I welcome the interest from my noble friend Lord Caithness in the operation of the strategies. On his Amendment 236, we are keen to avoid adding rigid requirements for formal consultation that might delay putting the strategies into effect. We recognise that we will not be able to deliver the best strategies without consulting the experts, a point that he made. Natural England is already working closely with NGO partners such as Wildlife and Countryside Link to draft the principles for the design and operation of the strategies, which will be published in due course. However, adding requirements for formal consultation would delay putting those strategies into effect and add unnecessary hurdles to getting them into operation, which is clearly our priority.

I say in response to the noble and learned Lord, Lord Hope of Craighead, that Section 14 of the Interpretation Act states that the power to make regulations implies the power to revoke, amend or re-enact them. In our view, that is analogous with the power for Natural England to prepare statutory strategies such as the species conservation strategies.

On my noble friend Lord Caithness’s other amendments, which I shall not list, the clause as drafted is intended to be flexible to allow strategies to be prepared for any species where it will help deliver better conservation outcomes. These proposals risk constraining that flexibility. Specifying elements which “must” be included in a strategy would be unnecessarily rigid, as some elements may not be appropriate; for example, not all species require “consents or approvals” related to granting planning permission, which is one of the elements set out in the clause. The power to amend a strategy includes the power to withdraw it, if needed. Requiring a formal review, including consultation, which could add weeks or months, could delay that process, hindering Natural England’s discretion to make improvements and its ability to make changes rapidly if needed.
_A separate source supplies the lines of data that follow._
//! Line-oriented playlist rewriting.
//!
//! Works on the original text rather than re-serializing the parsed model, so
//! unknown tags, comments, ordering and line endings survive byte-for-byte.
//! Only URI tokens are replaced.

use super::attributes::quoted_uri_spans;
use super::parser::parse;
use super::policy::{RewritePolicy, is_data_url};
use super::resolve::resolve_url;
use super::tags::{Line, Tag};
use crate::metrics;
use regex::{Captures, Regex};
use std::sync::LazyLock;
use tracing::debug;

static FALLBACK_MEDIA_URL: LazyLock<Regex> = LazyLock::new(|| {
    Regex::new(r#"(?i)(https?://[^\s"']+\.(?:ts|m3u8|key|mp4|aac)(?:\?[^\s"']*)?)"#)
        .expect("fallback media pattern must compile")
});

static FALLBACK_URI_ATTR: LazyLock<Regex> =
    LazyLock::new(|| Regex::new(r#"URI="([^"]+)""#).expect("fallback URI pattern must compile"));

/// Builds and recognizes proxied URIs of the form `{base}{path}?{param}={encoded target}`.
#[derive(Debug, Clone)]
pub struct ProxyUriBuilder {
    public_base: String,
    proxy_path: String,
    param: String,
}

impl ProxyUriBuilder {
    pub fn new(
        public_base: impl Into<String>,
        proxy_path: impl Into<String>,
        param: impl Into<String>,
    ) -> Self {
        Self {
            public_base: public_base.into().trim_end_matches('/').to_string(),
            proxy_path: proxy_path.into(),
            param: param.into(),
        }
    }

    fn prefix(&self) -> String {
        format!("{}{}?{}=", self.public_base, self.proxy_path, self.param)
    }

    /// Proxied form of an absolute target.
    pub fn build(&self, target: &str) -> String {
        format!("{}{}", self.prefix(), urlencoding::encode(target))
    }

    /// True when `uri` already routes through this proxy.
    pub fn is_proxied(&self, uri: &str) -> bool {
        let relative = format!("{}?{}=", self.proxy_path, self.param);
        uri.starts_with(&self.prefix()) || uri.starts_with(&relative)
    }

    /// Recover the absolute target from a proxied URI.
    pub fn decode(&self, proxied: &str) -> Option<String> {
        let prefix = self.prefix();
        let relative = format!("{}?{}=", self.proxy_path, self.param);
        let encoded = proxied
            .strip_prefix(prefix.as_str())
            .or_else(|| proxied.strip_prefix(relative.as_str()))?;
        let encoded = encoded.split('&').next().unwrap_or(encoded);
        urlencoding::decode(encoded).ok().map(|s| s.into_owned())
    }
}

/// Rewrites playlist URIs so follow-up fetches come back through the proxy.
#[derive(Debug, Clone)]
pub struct PlaylistRewriter {
    policy: RewritePolicy,
    proxy: ProxyUriBuilder,
}

impl PlaylistRewriter {
    pub fn new(policy: RewritePolicy, proxy: ProxyUriBuilder) -> Self {
        Self { policy, proxy }
    }

    pub fn proxy(&self) -> &ProxyUriBuilder {
        &self.proxy
    }

    pub fn should_rewrite(&self, resolved: &str) -> bool {
        self.policy.should_rewrite(resolved)
    }

    /// Rewrite `content` fetched from `source_url`.
    ///
    /// Documents without the `#EXTM3U` signature go through a regex pass instead.
    pub fn rewrite(&self, content: &str, source_url: &str) -> String {
        let doc = parse(content, source_url);
        if !doc.is_valid {
            debug!("Playlist from {} lacks #EXTM3U, using fallback rewrite", source_url);
            metrics::record_rewrite("fallback");
            return self.fallback_rewrite(content, source_url);
        }

        debug!(
            "Rewriting {:?} playlist from {} ({} segments, {} variants)",
            doc.kind,
            source_url,
            doc.segments.len(),
            doc.variants.len()
        );
        metrics::record_rewrite("structured");

        let mut out = String::with_capacity(content.len() + content.len() / 2);
        let mut expect_variant = false;

        for piece in content.split_inclusive('\n') {
            let (line, ending) = split_line_ending(piece);
            match Line::classify(line) {
                Line::Blank => out.push_str(line),
                Line::Tag(Tag::StreamInf(_)) => {
                    expect_variant = true;
                    out.push_str(line);
                }
                Line::Tag(tag) if tag.has_uri_attributes() => {
                    out.push_str(&self.rewrite_uri_attributes(line, source_url));
                }
                Line::Tag(_) => out.push_str(line),
                Line::Uri(uri) => {
                    let force = std::mem::take(&mut expect_variant);
                    let start = line.len() - line.trim_start().len();
                    out.push_str(&line[..start]);
                    out.push_str(&self.rewrite_resource(uri, source_url, force));
                    out.push_str(&line[start + uri.len()..]);
                }
            }
            out.push_str(ending);
        }

        out
    }

    /// Proxy a resource line if the policy (or `force`) asks for it.
    fn rewrite_resource(&self, uri: &str, source_url: &str, force: bool) -> String {
        if self.proxy.is_proxied(uri) {
            return uri.to_string();
        }
        let resolved = resolve_url(uri, source_url);
        if self.policy.skip_data_urls && is_data_url(&resolved) {
            return uri.to_string();
        }
        if force || self.should_rewrite(&resolved) {
            self.proxied(&resolved)
        } else {
            uri.to_string()
        }
    }

    fn rewrite_uri_attributes(&self, line: &str, source_url: &str) -> String {
        let mut out = String::with_capacity(line.len() * 2);
        let mut cursor = 0;
        for span in quoted_uri_spans(line) {
            let value = &line[span.clone()];
            out.push_str(&line[cursor..span.start]);
            if self.proxy.is_proxied(value) || is_data_url(value) {
                out.push_str(value);
            } else {
                out.push_str(&self.proxied(&resolve_url(value, source_url)));
            }
            cursor = span.end;
        }
        out.push_str(&line[cursor..]);
        out
    }

    /// Regex pass for recognizable but malformed playlists.
    pub fn fallback_rewrite(&self, content: &str, source_url: &str) -> String {
        let pass = FALLBACK_MEDIA_URL.replace_all(content, |caps: &Captures| {
            let url = &caps[1];
            if self.proxy.is_proxied(url) {
                url.to_string()
            } else {
                self.proxied(url)
            }
        });

        FALLBACK_URI_ATTR
            .replace_all(&pass, |caps: &Captures| {
                let value = &caps[1];
                if self.proxy.is_proxied(value) || is_data_url(value) {
                    caps[0].to_string()
                } else {
                    format!("URI=\"{}\"", self.proxied(&resolve_url(value, source_url)))
                }
            })
            .into_owned()
    }

    fn proxied(&self, resolved: &str) -> String {
        if self.policy.preserve_query_params {
            self.proxy.build(resolved)
        } else {
            let without_query = resolved.split('?').next().unwrap_or(resolved);
            self.proxy.build(without_query)
        }
    }
}

fn split_line_ending(piece: &str) -> (&str, &str) {
    if let Some(line) = piece.strip_suffix("\r\n") {
        (line, "\r\n")
    } else if let Some(line) = piece.strip_suffix('\n') {
        (line, "\n")
    } else {
        (piece, "")
    }
}

#[cfg(test)]
mod tests {
    use super::*;

    const BASE: &str = "https://cdn.example/path/playlist.m3u8";

    fn rewriter() -> PlaylistRewriter {
        PlaylistRewriter::new(RewritePolicy::default(), ProxyUriBuilder::new("", "/o", "u"))
    }

    #[test]
    fn media_playlist_scenario() {
        let input = "#EXTM3U\n#EXT-X-TARGETDURATION:10\n#EXTINF:9.009,\nseg1.ts\n#EXT-X-ENDLIST";
        let output = rewriter().rewrite(input, BASE);
        let lines: Vec<&str> = output.lines().collect();

        assert_eq!(lines[0], "#EXTM3U");
        assert_eq!(lines[1], "#EXT-X-TARGETDURATION:10");
        assert_eq!(lines[2], "#EXTINF:9.009,");
        assert_eq!(lines[3], "/o?u=https%3A%2F%2Fcdn.example%2Fpath%2Fseg1.ts");
        assert_eq!(lines[4], "#EXT-X-ENDLIST");
        assert!(!output.ends_with('\n'));
    }

    #[test]
    fn round_trip_recovers_resolved_uri() {
        let rw = rewriter();
        let input = "#EXTM3U\n#EXTINF:4,\n../seg 1.ts?a=1&b=2\n#EXTINF:4,\n//edge.example/x.ts\n";
        let output = rw.rewrite(input, BASE);
        let originals = ["../seg 1.ts?a=1&b=2", "//edge.example/x.ts"];
        let rewritten: Vec<&str> = output.lines().filter(|l| !l.starts_with('#')).collect();

        for (original, proxied) in originals.iter().zip(rewritten) {
            assert_eq!(rw.proxy().decode(proxied).unwrap(), resolve_url(original, BASE));
        }
    }

    #[test]
    fn rewriting_twice_is_idempotent() {
        let rw = rewriter();
        let input = "#EXTM3U\n\
#EXT-X-KEY:METHOD=AES-128,URI=\"key.bin\"\n\
#EXT-X-MAP:URI=\"init.mp4\"\n\
#EXTINF:4,\nseg1.ts\n";
        let once = rw.rewrite(input, BASE);
        let twice = rw.rewrite(&once, BASE);
        assert_eq!(once, twice);
        assert_eq!(once.matches("/o?u=").count(), 3);
    }

    #[test]
    fn idempotent_with_absolute_public_base() {
        let rw = PlaylistRewriter::new(
            RewritePolicy::default(),
            ProxyUriBuilder::new("https://relay.example/", "/o", "url"),
        );
        let once = rw.rewrite("#EXTM3U\n#EXTINF:4,\nseg1.ts\n", BASE);
        assert!(once.contains("https://relay.example/o?url=https%3A%2F%2Fcdn.example"));
        assert_eq!(rw.rewrite(&once, BASE), once);
        assert_eq!(rw.fallback_rewrite(&once, BASE), once);
    }

    #[test]
    fn key_and_map_uris_rewritten_data_skipped() {
        let input = "#EXTM3U\n\
#EXT-X-KEY:METHOD=AES-128,URI=\"https://k/key1\",IV=0x10\n\
#EXT-X-KEY:METHOD=SAMPLE-AES,URI=\"data:text/plain;base64,AAAA\"\n\
#EXT-X-MAP:URI=\"init.mp4\",BYTERANGE=\"720@0\"\n";
        let output = rewriter().rewrite(input, BASE);
        let lines: Vec<&str> = output.lines().collect();
        assert_eq!(lines[1], "#EXT-X-KEY:METHOD=AES-128,URI=\"/o?u=https%3A%2F%2Fk%2Fkey1\",IV=0x10");
        assert_eq!(lines[2], "#EXT-X-KEY:METHOD=SAMPLE-AES,URI=\"data:text/plain;base64,AAAA\"");
        assert_eq!(
            lines[3],
            "#EXT-X-MAP:URI=\"/o?u=https%3A%2F%2Fcdn.example%2Fpath%2Finit.mp4\",BYTERANGE=\"720@0\""
        );
    }

    #[test]
    fn variants_always_rewritten() {
        let input = "#EXTM3U\n#EXT-X-STREAM-INF:BANDWIDTH=800000\nhd/playlist\n";
        let output = rewriter().rewrite(input, BASE);
        assert!(output.contains("/o?u=https%3A%2F%2Fcdn.example%2Fpath%2Fhd%2Fplaylist\n"));
    }

    #[test]
    fn non_matching_resources_untouched() {
        let input = "#EXTM3U\n#EXTINF:4,\nseg1.m4s\n# comment with seg.ts\n#EXT-X-DATERANGE:ID=\"x\"\n";
        let output = rewriter().rewrite(input, BASE);
        assert_eq!(output, input);
    }

    #[test]
    fn preserves_whitespace_and_crlf() {
        let input = "#EXTM3U\r\n#EXTINF:4,\r\n  seg1.ts  \r\n\r\n";
        let output = rewriter().rewrite(input, BASE);
        assert_eq!(
            output,
            "#EXTM3U\r\n#EXTINF:4,\r\n  /o?u=https%3A%2F%2Fcdn.example%2Fpath%2Fseg1.ts  \r\n\r\n"
        );
    }

    #[test]
    fn ll_hls_and_media_tags_rewritten() {
        let input = "#EXTM3U\n\
#EXT-X-MEDIA:TYPE=AUDIO,GROUP-ID=\"a\",NAME=\"en\",URI=\"audio.m3u8\"\n\
#EXT-X-PART:DURATION=0.33,URI=\"part1.mp4\"\n\
#EXT-X-PRELOAD-HINT:TYPE=PART,URI=\"part2.mp4\"\n\
#EXT-X-RENDITION-REPORT:URI=\"../low/index.m3u8\",LAST-MSN=4\n";
        let output = rewriter().rewrite(input, BASE);
        assert_eq!(output.matches("URI=\"/o?u=https%3A%2F%2Fcdn.example%2F").count(), 4);
        assert!(output.contains("%2Flow%2Findex.m3u8\",LAST-MSN=4"));
    }

    #[test]
    fn query_dropped_when_not_preserved() {
        let rw = PlaylistRewriter::new(
            RewritePolicy::default().with_preserve_query_params(false),
            ProxyUriBuilder::new("", "/o", "u"),
        );
        let output = rw.rewrite("#EXTM3U\n#EXTINF:4,\nseg1.ts?token=abc\n", BASE);
        assert!(output.contains("/o?u=https%3A%2F%2Fcdn.example%2Fpath%2Fseg1.ts\n"));
    }

    #[test]
    fn fallback_rewrites_malformed_playlists() {
        let input = "#EXTINF:4,\nhttps://cdn.example/a.ts\n#EXT-X-KEY:METHOD=AES-128,URI=\"k.key\"\n\
#EXT-X-KEY:METHOD=AES-128,URI=\"data:abc\"\n";
        let output = rewriter().rewrite(input, BASE);
        assert!(output.contains("\n/o?u=https%3A%2F%2Fcdn.example%2Fa.ts\n"));
        assert!(output.contains("URI=\"/o?u=https%3A%2F%2Fcdn.example%2Fpath%2Fk.key\""));
        assert!(output.contains("URI=\"data:abc\""));
    }

    #[test]
    fn decode_rejects_foreign_uris() {
        let builder = ProxyUriBuilder::new("", "/o", "u");
        assert!(builder.decode("https://cdn.example/a.ts").is_none());
        assert_eq!(
            builder.decode("/o?u=https%3A%2F%2Fa%2Fb.ts").as_deref(),
            Some("https://a/b.ts")
        );
    }
}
My noble friend asked me whether the Secretary of State’s powers in relation to the general licence remain intact. The current system is being looked at; the commitment is that it will be updated if necessary. If there is an update beyond what I have just said, I will write to him with details after this debate.

The noble Baroness, Lady Hayman, asked whether net gain is additional to the species conservation strategies or the protected site strategies. The answer is yes.

I thank the noble Lord, Lord Browne of Ladyton, for his Amendment 293A. The Government fully support the principle of addressing the impacts of lead in ammunition. He is also right that I want action in this area and have spoken on this issue numerous times in the past. As he knows, the Government have asked the Health and Safety Executive to produce a UK REACH restriction dossier on the risks posed by lead in ammunition. We made that request in March this year. The noble Lord’s amendment would prohibit use of lead shot in shotguns for the purposes of killing or taking any wild bird or wild animal, but it does not address the use of lead ammunition in other situations, such as clay pigeon or target shooting, where lead poisoning will also occur. We want and need to tackle that too.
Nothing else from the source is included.